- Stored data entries

****************

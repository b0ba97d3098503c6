use std::{
    sync::atomic::{AtomicU32, Ordering},
    time::{Duration, Instant},
};

use asyncflow::{
    Error, SimulatedOperation,
    retry::{RetryPolicy, retry},
};

#[test]
fn backoff_grows_linearly() {
    let policy = RetryPolicy::new(5, Duration::from_millis(40));

    assert_eq!(policy.backoff(1), Duration::from_millis(40));
    assert_eq!(policy.backoff(2), Duration::from_millis(80));
    assert_eq!(policy.backoff(4), Duration::from_millis(160));
    // 40 * (1 + 2 + 3 + 4)
    assert_eq!(policy.total_backoff(), Duration::from_millis(400));
}

#[test]
fn zero_attempts_means_one() {
    let policy = RetryPolicy::new(0, Duration::from_millis(10));
    assert_eq!(policy.max_attempts(), 1);
    assert_eq!(policy.total_backoff(), Duration::ZERO);
}

#[test]
fn default_policy() {
    let policy = RetryPolicy::default();
    assert_eq!(policy.max_attempts(), 3);
    assert_eq!(policy.base_delay(), Duration::from_millis(100));
}

#[tokio::test(flavor = "multi_thread")]
async fn exhausted_budget_returns_last_error() {
    let policy = RetryPolicy::new(3, Duration::from_millis(30));
    let calls = AtomicU32::new(0);
    let started = Instant::now();

    let result: Result<(), String> = retry(policy, |attempt| {
        calls.fetch_add(1, Ordering::Relaxed);
        async move { Err(format!("attempt {attempt} failed")) }
    })
    .await;
    let elapsed = started.elapsed();

    assert_eq!(result, Err("attempt 3 failed".to_string()));
    assert_eq!(calls.load(Ordering::Relaxed), 3, "Should never exceed the budget");

    // 30 * (1 + 2)
    assert_eq!(policy.total_backoff(), Duration::from_millis(90));
    assert!(
        elapsed >= policy.total_backoff(),
        "Waited less than the backoff schedule: {elapsed:?}"
    );
    assert!(
        elapsed < policy.total_backoff() + Duration::from_millis(80),
        "No wait should follow the last attempt: {elapsed:?}"
    );
}

#[tokio::test(flavor = "multi_thread")]
async fn success_on_attempt_k_stops_retrying() {
    let policy = RetryPolicy::new(5, Duration::from_millis(100));
    let calls = AtomicU32::new(0);
    let started = Instant::now();

    let result = retry(policy, |attempt| {
        calls.fetch_add(1, Ordering::Relaxed);
        async move {
            if attempt < 2 {
                Err(Error::simulated(format!("try {attempt}")))
            } else {
                Ok(attempt)
            }
        }
    })
    .await;
    let elapsed = started.elapsed();

    assert_eq!(result, Ok(2));
    assert_eq!(calls.load(Ordering::Relaxed), 2);
    assert!(elapsed >= Duration::from_millis(100));
    // A wait after the successful attempt would add another 200ms.
    assert!(
        elapsed < Duration::from_millis(250),
        "Waited after success: {elapsed:?}"
    );
}

#[tokio::test(flavor = "multi_thread")]
async fn single_attempt_fails_without_waiting() {
    let policy = RetryPolicy::new(1, Duration::from_secs(5));
    let calls = AtomicU32::new(0);
    let started = Instant::now();

    let result: Result<(), Error> = retry(policy, |_| {
        calls.fetch_add(1, Ordering::Relaxed);
        async { Err(Error::simulated("once")) }
    })
    .await;

    assert_eq!(result, Err(Error::simulated("once")));
    assert_eq!(calls.load(Ordering::Relaxed), 1);
    assert!(started.elapsed() < Duration::from_secs(1));
}

#[tokio::test(flavor = "multi_thread")]
async fn reliable_operation_succeeds_first_try() {
    let policy = RetryPolicy::new(3, Duration::from_millis(200));
    let op = SimulatedOperation::new("steady", Duration::from_millis(20));
    let attempts = AtomicU32::new(0);
    let started = Instant::now();

    let result = retry(policy, |attempt| {
        attempts.store(attempt, Ordering::Relaxed);
        op.run()
    })
    .await
    .unwrap();

    assert_eq!(result.name(), "steady");
    assert_eq!(attempts.load(Ordering::Relaxed), 1);
    assert!(
        started.elapsed() < Duration::from_millis(200),
        "No backoff should be incurred"
    );
}

#[tokio::test(flavor = "multi_thread")]
async fn unreliable_operation_exhausts_with_its_own_error() {
    let policy = RetryPolicy::new(2, Duration::from_millis(10));
    let op = SimulatedOperation::new("flaky", Duration::from_millis(5)).failure_probability(1.0);

    let err = retry(policy, |_| op.run()).await.unwrap_err();
    assert_eq!(err.to_string(), "[flaky] failed (simulated)");
}
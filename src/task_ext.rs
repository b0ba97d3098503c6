use std::time::Duration;

use crate::{combinator::Settle, timing::Timeout};

/// Extend `Future` with time-based and outcome-collecting operations.
pub trait TaskExt: Future {
    /// Races the future against `time_limit`, starting the countdown now.
    fn timeout(self, time_limit: Duration) -> Timeout<Self>
    where
        Self: Sized,
    {
        Timeout::new(self, time_limit)
    }

    /// Turns a fallible future into one that resolves to a
    /// [`Settled`](crate::combinator::Settled) outcome.
    fn settle<T, E>(self) -> Settle<Self>
    where
        Self: Sized + Future<Output = Result<T, E>>,
    {
        Settle::new(self)
    }
}

impl<T> TaskExt for T where T: Future {}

****************

- What you should do
Set down exactly the lines from the start of the records to the line with "let policy = RetryPolicy::new(5, Duration::from_millis(40));". Include that line, and add nothing more.

- Answer section
repository b0ba97d3098503c6
use std::{
    sync::atomic::{AtomicU32, Ordering},
    time::{Duration, Instant},
};

use asyncflow::{
    Error, SimulatedOperation,
    retry::{RetryPolicy, retry},
};

#[test]
fn backoff_grows_linearly() {
    let policy = RetryPolicy::new(5, Duration::from_millis(40));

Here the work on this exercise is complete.